Firstly, let's see why the initial approach doesn't work:
Try this code on your console while visiting Smashing Magazine:
defaultContent = jQuery('meta[name=viewport]').attr('content'); // store the current value in a global variable
console.log(defaultContent);
function setV(){
// override the global variable value with a scoped variable
var customContent = 'width=device-width, initial-scale=1.0, maximum-scale=1.0, user-scalable=no, user-scalable=0';
jQuery('meta[name=viewport]').attr('content', customContent);
console.log('Set viewport content to: ' + customContent);
}
function resetV(){
jQuery('meta[name=viewport]').attr('content', defaultContent);
console.log('Reset viewport content to: ' + defaultContent);
}
Make sure you test setV(); or resetV(); directly on the console, by typing them and clicking Run again.
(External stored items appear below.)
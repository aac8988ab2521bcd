use axum::extract::{Path, State};
use axum::response::IntoResponse;
use axum::{Extension, Json};
use serde_json::json;
use tracing::info;
use uuid::Uuid;

use opine_core::interest;
use opine_types::api::Claims;
use opine_types::identity::VoterIdentity;

use crate::auth::AppState;
use crate::error::AppResult;
use crate::run_blocking;

pub async fn follow_poll(
    State(state): State<AppState>,
    Extension(claims): Extension<Claims>,
    Path(poll_id): Path<Uuid>,
) -> AppResult<impl IntoResponse> {
    let db = state.db.clone();
    let identity = VoterIdentity::Authenticated(claims.sub);
    run_blocking(move || interest::follow_poll(&db, poll_id, &identity)).await?;

    info!("User {} follows poll {}", claims.username, poll_id);
    Ok(Json(json!({ "following": true })))
}

pub async fn unfollow_poll(
    State(state): State<AppState>,
    Extension(claims): Extension<Claims>,
    Path(poll_id): Path<Uuid>,
) -> AppResult<impl IntoResponse> {
    let db = state.db.clone();
    let identity = VoterIdentity::Authenticated(claims.sub);
    run_blocking(move || interest::unfollow_poll(&db, poll_id, &identity)).await?;

    info!("User {} unfollowed poll {}", claims.username, poll_id);
    Ok(Json(json!({ "following": false })))
}
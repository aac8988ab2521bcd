use rusqlite::{Connection, TransactionBehavior};
use uuid::Uuid;

use opine_db::{Database, queries};
use opine_types::identity::VoterIdentity;
use opine_types::models::InterestType;

use crate::error::VoteError;

/// Outcome of presenting a new interest claim to the precedence rules.
#[derive(Debug, Clone, Copy, PartialEq, Eq)]
pub enum InterestAction {
    /// Write the row, or refresh `notifications_enabled` if it exists.
    Upsert,
    /// Leave every existing row untouched.
    Skip,
}

/// Outcome of an unfollow, given the rows that exist.
#[derive(Debug, Clone, Copy, PartialEq, Eq)]
pub enum UnfollowAction {
    /// Pure follower: the relationship ends, the row goes away.
    Delete,
    /// Creator or voter stake coexists: rows stay, notifications stop.
    Mute,
    /// Nothing to unfollow.
    Missing,
}

/// Precedence over the set of interest types a user already holds for a
/// poll. Creator and follower claims always land (the upsert refreshes
/// `notifications_enabled`). A voter claim is strictly additive: it only
/// lands on an empty slate, so voting never touches a creator or follower
/// row.
pub fn decide(existing: &[InterestType], incoming: InterestType) -> InterestAction {
    match incoming {
        InterestType::Voter if !existing.is_empty() => InterestAction::Skip,
        _ => InterestAction::Upsert,
    }
}

pub fn decide_unfollow(existing: &[InterestType]) -> UnfollowAction {
    if existing.is_empty() {
        UnfollowAction::Missing
    } else if existing.iter().all(|t| *t == InterestType::Follower) {
        UnfollowAction::Delete
    } else {
        UnfollowAction::Mute
    }
}

/// Record the creator stake. Runs inside the poll-creation transaction.
pub fn track_creator_interest(
    conn: &Connection,
    user_id: Uuid,
    poll_id: Uuid,
) -> Result<(), VoteError> {
    apply(conn, user_id, poll_id, InterestType::Creator)
}

/// Record a voter stake alongside a ballot write, in the same transaction.
pub fn track_voter_interest(
    conn: &Connection,
    user_id: Uuid,
    poll_id: Uuid,
) -> Result<(), VoteError> {
    apply(conn, user_id, poll_id, InterestType::Voter)
}

fn apply(
    conn: &Connection,
    user_id: Uuid,
    poll_id: Uuid,
    incoming: InterestType,
) -> Result<(), VoteError> {
    let uid = user_id.to_string();
    let pid = poll_id.to_string();
    match decide(&load_types(conn, &uid, &pid)?, incoming) {
        InterestAction::Skip => Ok(()),
        InterestAction::Upsert => {
            queries::upsert_interest(conn, &uid, &pid, incoming.as_str(), true)?;
            Ok(())
        }
    }
}

/// Explicit follow. Only signed-in users can hold durable interest.
pub fn follow_poll(
    db: &Database,
    poll_id: Uuid,
    identity: &VoterIdentity,
) -> Result<(), VoteError> {
    let Some(user_id) = identity.user_id() else {
        return Err(VoteError::AuthRequired);
    };
    db.with_write(|conn| {
        let pid = poll_id.to_string();
        if queries::get_poll(conn, &pid)?.is_none() {
            return Err(VoteError::NotFound("poll"));
        }
        apply(conn, user_id, poll_id, InterestType::Follower)
    })
}

pub fn unfollow_poll(
    db: &Database,
    poll_id: Uuid,
    identity: &VoterIdentity,
) -> Result<(), VoteError> {
    let Some(user_id) = identity.user_id() else {
        return Err(VoteError::AuthRequired);
    };
    db.with_write(|conn| {
        let tx = conn.transaction_with_behavior(TransactionBehavior::Immediate)?;
        let uid = user_id.to_string();
        let pid = poll_id.to_string();

        if queries::get_poll(&tx, &pid)?.is_none() {
            return Err(VoteError::NotFound("poll"));
        }

        match decide_unfollow(&load_types(&tx, &uid, &pid)?) {
            UnfollowAction::Missing => return Err(VoteError::NotFound("follow")),
            UnfollowAction::Delete => {
                queries::delete_interest(&tx, &uid, &pid, InterestType::Follower.as_str())?;
            }
            UnfollowAction::Mute => {
                queries::disable_notifications(&tx, &uid, &pid)?;
            }
        }

        tx.commit()?;
        Ok(())
    })
}

fn load_types(
    conn: &Connection,
    user_id: &str,
    poll_id: &str,
) -> Result<Vec<InterestType>, VoteError> {
    let raw = queries::interest_types_for(conn, user_id, poll_id)?;
    Ok(raw.iter().filter_map(|s| InterestType::from_str(s)).collect())
}
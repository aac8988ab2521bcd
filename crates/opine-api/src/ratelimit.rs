use chrono::Utc;

use opine_core::VoteError;
use opine_db::{Database, queries};

/// Ballot submissions allowed per identity per window.
pub const VOTE_LIMIT: i64 = 10;
pub const VOTE_WINDOW_SECS: i64 = 60;

/// Fixed-window counter in the shared store. In-process maps would reset on
/// restart and diverge across instances; the table version survives both.
/// Returns false once the bucket exceeds its limit for the current window.
pub fn check(
    db: &Database,
    bucket: &str,
    limit: i64,
    window_secs: i64,
) -> Result<bool, VoteError> {
    let now = Utc::now().timestamp();
    let window_start = now - now.rem_euclid(window_secs);
    db.with_write(|conn| {
        let count = queries::bump_rate_counter(conn, bucket, window_start)?;
        // Windows two generations back are dead weight.
        queries::prune_rate_windows(conn, window_start - 2 * window_secs)?;
        Ok(count <= limit)
    })
}

#[cfg(test)]
mod tests {
    use super::*;

    #[test]
    fn bucket_closes_after_limit() {
        let db = Database::open_in_memory().unwrap();
        for _ in 0..5 {
            assert!(check(&db, "vote:ip:203.0.113.9", 5, 60).unwrap());
        }
        assert!(!check(&db, "vote:ip:203.0.113.9", 5, 60).unwrap());
    }

    #[test]
    fn buckets_are_independent() {
        let db = Database::open_in_memory().unwrap();
        for _ in 0..3 {
            let _ = check(&db, "vote:ip:203.0.113.9", 2, 60).unwrap();
        }
        assert!(!check(&db, "vote:ip:203.0.113.9", 2, 60).unwrap());
        assert!(check(&db, "vote:ip:198.51.100.7", 2, 60).unwrap());
    }
}
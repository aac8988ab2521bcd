use anyhow::Result;
use rusqlite::Connection;
use tracing::info;

/// Apply any schema migrations newer than what the database reports.
pub fn run(conn: &Connection) -> Result<()> {
    conn.execute_batch(
        "CREATE TABLE IF NOT EXISTS schema_version (version INTEGER NOT NULL);",
    )?;

    let version: i64 = conn.query_row(
        "SELECT COALESCE(MAX(version), 0) FROM schema_version",
        [],
        |row| row.get(0),
    )?;

    if version < 1 {
        info!("Applying migration v1 (initial schema)");
        conn.execute_batch(
            "
            CREATE TABLE users (
                id          TEXT PRIMARY KEY,
                username    TEXT NOT NULL UNIQUE,
                email       TEXT NOT NULL UNIQUE,
                password    TEXT NOT NULL,
                created_at  TEXT NOT NULL DEFAULT (datetime('now'))
            );

            CREATE TABLE polls (
                id                      TEXT PRIMARY KEY,
                title                   TEXT NOT NULL,
                description             TEXT,
                creator_id              TEXT NOT NULL REFERENCES users(id),
                is_active               INTEGER NOT NULL DEFAULT 1,
                allow_multiple_choices  INTEGER NOT NULL DEFAULT 0,
                expires_at              TEXT,
                created_at              TEXT NOT NULL DEFAULT (datetime('now')),
                updated_at              TEXT NOT NULL DEFAULT (datetime('now'))
            );

            CREATE TABLE options (
                id           TEXT PRIMARY KEY,
                poll_id      TEXT NOT NULL REFERENCES polls(id),
                text         TEXT NOT NULL,
                order_index  INTEGER NOT NULL,
                UNIQUE (poll_id, order_index)
            );

            -- Exactly one of user_id / ip_address is set. The fingerprint
            -- rides along on anonymous ballots for audit and never takes
            -- part in a uniqueness rule.
            CREATE TABLE ballots (
                id           TEXT PRIMARY KEY,
                poll_id      TEXT NOT NULL REFERENCES polls(id),
                option_id    TEXT NOT NULL REFERENCES options(id),
                user_id      TEXT,
                ip_address   TEXT,
                fingerprint  TEXT,
                created_at   TEXT NOT NULL DEFAULT (datetime('now')),
                CHECK ((user_id IS NULL) <> (ip_address IS NULL))
            );

            CREATE INDEX idx_ballots_poll ON ballots (poll_id);

            -- Duplicate-vote backstop. The write transaction is the first
            -- line of defense; these indexes catch whatever races past it.
            CREATE UNIQUE INDEX idx_ballots_option_user
                ON ballots (poll_id, option_id, user_id)
                WHERE user_id IS NOT NULL;
            CREATE UNIQUE INDEX idx_ballots_option_ip
                ON ballots (poll_id, option_id, ip_address)
                WHERE ip_address IS NOT NULL;

            CREATE TABLE interests (
                user_id                TEXT NOT NULL REFERENCES users(id),
                poll_id                TEXT NOT NULL REFERENCES polls(id),
                interest_type          TEXT NOT NULL
                    CHECK (interest_type IN ('creator', 'voter', 'follower')),
                notifications_enabled  INTEGER NOT NULL DEFAULT 1,
                created_at             TEXT NOT NULL DEFAULT (datetime('now')),
                updated_at             TEXT NOT NULL DEFAULT (datetime('now')),
                UNIQUE (user_id, poll_id, interest_type)
            );

            CREATE INDEX idx_interests_poll ON interests (poll_id);

            -- Notification dedup ledger: one row per (user, poll, kind).
            CREATE TABLE notifications (
                user_id     TEXT NOT NULL REFERENCES users(id),
                poll_id     TEXT NOT NULL REFERENCES polls(id),
                kind        TEXT NOT NULL,
                message_id  TEXT NOT NULL,
                sent_at     TEXT NOT NULL DEFAULT (datetime('now')),
                UNIQUE (user_id, poll_id, kind)
            );

            CREATE TABLE rate_limits (
                bucket        TEXT NOT NULL,
                window_start  INTEGER NOT NULL,
                count         INTEGER NOT NULL DEFAULT 0,
                PRIMARY KEY (bucket, window_start)
            );

            INSERT INTO schema_version (version) VALUES (1);
            ",
        )?;
    }

    Ok(())
}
As you can see, it won't work because defaultContent is set to fetch a dynamic value, that gets changed by the setV() function.
To make it work
As I already mentioned, if you want it to work on your site, you could define a new variable with the defaultContent value (default content attribute of the viewport meta tag), so you have it properly stored from the start - like so:
defaultContent = 'width=device-width, initial-scale=1.0';
customContent = 'width=device-width, initial-scale=1.0, maximum-scale=1.0, user-scalable=no, user-scalable=0';
function setV(){
jQuery('meta[name=viewport]').attr('content', customContent);
console.log('Set viewport content to: ' + customContent);
}
function resetV(){
jQuery('meta[name=viewport]').attr('content', defaultContent);
console.log('Reset viewport content to: ' + defaultContent);
}
Not that I changed $ to jQuery to avoid conflict at Smashing Magazine.